Saved entries
Segment Open
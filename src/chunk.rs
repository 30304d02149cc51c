//! 메시지 분할과 재조립
//!
//! - 송신측: 메시지를 `chunk_size` 문자 단위 청크로 분할
//! - 수신측: 순서대로 전달된 청크를 이어 붙이고, 마지막 청크에서 완성 메시지 반환

/// 메시지를 청크로 분할
///
/// 문자(유니코드 스칼라) 단위로 자르므로 각 청크는 항상 유효한 UTF-8이다.
pub fn split_message(message: &str, chunk_size: usize) -> Vec<String> {
    let chunk_size = chunk_size.max(1);
    let mut chunks = Vec::with_capacity(message.len() / chunk_size + 1);
    let mut current = String::new();
    let mut count = 0;

    for ch in message.chars() {
        current.push(ch);
        count += 1;
        if count == chunk_size {
            chunks.push(std::mem::take(&mut current));
            count = 0;
        }
    }
    if !current.is_empty() {
        chunks.push(current);
    }
    chunks
}

/// 청크 재조립기 (수신측)
#[derive(Debug, Default)]
pub struct Reassembler {
    buffer: String,
    fragments: usize,
}

impl Reassembler {
    pub fn new() -> Self {
        Self::default()
    }

    /// 순서대로 전달된 청크 추가
    ///
    /// 마지막 청크면 완성된 메시지를 반환하고 버퍼를 비운다.
    pub fn push(&mut self, payload: &str, is_final: bool) -> Option<String> {
        self.buffer.push_str(payload);
        self.fragments += 1;

        if is_final {
            self.fragments = 0;
            Some(std::mem::take(&mut self.buffer))
        } else {
            None
        }
    }

    /// 조립 중인 청크 수
    pub fn pending_fragments(&self) -> usize {
        self.fragments
    }

    pub fn is_empty(&self) -> bool {
        self.fragments == 0
    }
}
Segment Closed
EXERCISE GOAL
Make a copy of each line in the records above that has the word "count".

RESULT
    let mut count = 0;
        count += 1;
        if count == chunk_size {
            count = 0;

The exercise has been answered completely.